Troubled supplier Renesas to shed 17% of work force
TOKYO (Bloomberg) -- Renesas Electronics Corp., the world's top maker of microcontroller chips for cars, will let about 17 percent of its work force leave through an early-retirement program as the unprofitable company seeks to restructure.
Renesas received 7,511 buyout applications from workers and the company will accept all of them, it said in a statement to the Tokyo Stock Exchange today.
The manufacturer will take a 85 billion-yen ($1.1 billion) charge in the fiscal second quarter for the worker buyout program, it said.
The chipmaker, whose customers include Apple Inc. and Nintendo Co., said it expects to save 54 billion yen annually from the reduction.

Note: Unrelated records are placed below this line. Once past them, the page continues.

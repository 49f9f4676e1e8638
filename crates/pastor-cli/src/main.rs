//! Pastor CLI - a local, single-user encrypted password store
//!
//! This is the command-line interface for Pastor. It resolves paths and
//! passphrases, then hands off to the core library.

mod app;
mod cli;
mod commands;
mod config;
mod constants;
mod errors;
mod helpers;
mod ui;

use clap::{CommandFactory, Parser};
use tracing_subscriber::EnvFilter;

use crate::app::{take_inline_password, AppContext};
use crate::cli::{Cli, Commands};
use crate::constants::LOG_ENV;
use crate::errors::{exit_code_for, hint_for, CliError};
use crate::ui::{print_error, UiContext};

fn main() {
    let mut cli = Cli::parse();
    init_tracing(cli.verbose);
    let inline_password = take_inline_password(&mut cli);

    // The context holds the passphrase; drop it before `exit` skips destructors.
    let result = {
        let ctx = AppContext::new(&cli, inline_password);
        run(&ctx, &cli)
    };

    if let Err(e) = result {
        let code = exit_code_for(&e);
        tracing::debug!(code, error = ?e, "command failed");
        print_error(&UiContext::from_env(), &e.to_string(), hint_for(&e).as_deref());
        std::process::exit(code);
    }
}

/// Log to stderr. `PASTOR_LOG` takes an `EnvFilter` directive; otherwise
/// each `-v` raises the level one step from `warn`.
fn init_tracing(verbose: u8) {
    let default_level = match verbose {
        0 => "warn",
        1 => "info",
        2 => "debug",
        _ => "trace",
    };
    let filter =
        EnvFilter::try_from_env(LOG_ENV).unwrap_or_else(|_| EnvFilter::new(default_level));

    tracing_subscriber::fmt()
        .with_env_filter(filter)
        .with_writer(std::io::stderr)
        .with_target(false)
        .init();
}

fn run(ctx: &AppContext, cli: &Cli) -> anyhow::Result<()> {
    match &cli.command {
        Some(Commands::Create(args)) => commands::handle_create(ctx, args),
        Some(Commands::Fetch(args)) => commands::handle_fetch(ctx, args),
        Some(Commands::Import(args)) => commands::handle_import(ctx, args),
        Some(Commands::Generate(args)) => commands::handle_generate(ctx, args),
        Some(Commands::List) => commands::handle_list(ctx),
        None => match cli.url.as_deref() {
            Some(url) => commands::fetch::fetch_url(ctx, url),
            None => {
                let _ = Cli::command().print_help();
                Err(CliError::invalid_input("Pass a URL to fetch, or a command").into())
            }
        },
    }
}
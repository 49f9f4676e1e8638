//! Key derivation by iterated hashing.
//!
//! The passphrase is fitted into a 16-byte buffer which is then hashed in
//! place a fixed number of times. This stretches the passphrase enough to
//! slow down casual guessing while staying fast for interactive unlocks.
//! It is not a hardened KDF: there is no salt and no tunable work factor.

use sha2::{Digest, Sha256};
use zeroize::{Zeroize, ZeroizeOnDrop};

/// Length of the derived key in bytes (128 bits, one AES-128 key).
pub const KEY_LENGTH: usize = 16;

/// Number of in-place hash rounds applied to the passphrase buffer.
const HASH_ROUNDS: usize = 1000;

/// A symmetric key derived from a passphrase.
///
/// Key material is zeroized from memory when dropped.
#[derive(Clone, ZeroizeOnDrop)]
pub struct DerivedKey {
    key: [u8; KEY_LENGTH],
}

impl DerivedKey {
    /// Get a reference to the raw key bytes.
    ///
    /// # Security
    ///
    /// Avoid storing or logging this value. Use only for immediate cipher setup.
    pub fn as_bytes(&self) -> &[u8; KEY_LENGTH] {
        &self.key
    }
}

impl std::fmt::Debug for DerivedKey {
    fn fmt(&self, f: &mut std::fmt::Formatter<'_>) -> std::fmt::Result {
        f.debug_struct("DerivedKey")
            .field("key", &"[REDACTED]")
            .finish()
    }
}

/// Derive a key from a passphrase.
///
/// Bytes past the 16th are ignored; shorter passphrases are zero-padded.
/// Every round hashes the whole buffer with SHA-256 and keeps the first
/// 16 bytes of the digest as the next buffer.
///
/// This never fails. A wrong passphrase simply yields a key that will not
/// pass the database header check.
///
/// # Examples
///
/// ```
/// use pastor_core::crypto::derive_key;
///
/// let key = derive_key(b"my-passphrase");
/// assert_eq!(key.as_bytes().len(), 16);
/// ```
pub fn derive_key(passphrase: &[u8]) -> DerivedKey {
    let mut key = [0u8; KEY_LENGTH];
    let len = passphrase.len().min(KEY_LENGTH);
    key[..len].copy_from_slice(&passphrase[..len]);

    for _ in 0..HASH_ROUNDS {
        let mut digest = Sha256::digest(key);
        key.copy_from_slice(&digest[..KEY_LENGTH]);
        digest.as_mut_slice().zeroize();
    }

    DerivedKey { key }
}
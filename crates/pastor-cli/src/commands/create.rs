use pastor_core::{derive_key, Database, PastorError};

use crate::app::AppContext;
use crate::cli::CreateArgs;
use crate::errors::CliError;
use crate::ui::{print_status, Badge, UiContext};

pub fn handle_create(ctx: &AppContext, args: &CreateArgs) -> anyhow::Result<()> {
    let path = ctx.database_path()?;
    if path.exists() && !args.force {
        return Err(already_exists(&path));
    }

    if let Some(parent) = path.parent().filter(|p| !p.as_os_str().is_empty()) {
        std::fs::create_dir_all(parent).map_err(|e| {
            anyhow::anyhow!(
                "Failed to create database directory {}: {}",
                parent.display(),
                e
            )
        })?;
    }

    let passphrase = ctx.new_passphrase()?;
    let key = derive_key(passphrase.as_bytes());
    let database = match Database::create(&path, key, args.force) {
        Ok(database) => database,
        Err(PastorError::AlreadyExists(path)) => return Err(already_exists(&path)),
        Err(err) => return Err(err.into()),
    };
    let location = database.path().display().to_string();
    database.close()?;

    tracing::info!(path = %location, "created database");
    if !ctx.quiet() {
        print_status(
            &UiContext::from_env(),
            Badge::Ok,
            &format!("Created new database at {}", location),
        );
    }
    Ok(())
}

fn already_exists(path: &std::path::Path) -> anyhow::Error {
    CliError::already_exists(
        format!("A database already exists at {}", path.display()),
        "Pass --force to replace it. Every stored password will be lost.",
    )
    .into()
}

The Kawasaki, Japan-based company said in July it would eliminate 5,000 jobs and obtained 97 billion yen in financial support from its major shareholders and banks last month as it seeks to be profitable for the first time since it was set up in 2010.
Renesas said it's reviewing the impact on its earnings forecasts.
A consortium of Japanese companies led by Toyota Motor Corp., with the backing of a state-run fund, plan a rescue of the company to counter a bid for the chipmaker by the U.S.-based private equity firm KKR, the Nikkei business daily reported last month.
The group wants to invest 100 billion yen ($1.3 billion) in Renesas to acquire a majority stake in the company before the end of the year, the Nikkei said, without providing further details on how it obtained the information.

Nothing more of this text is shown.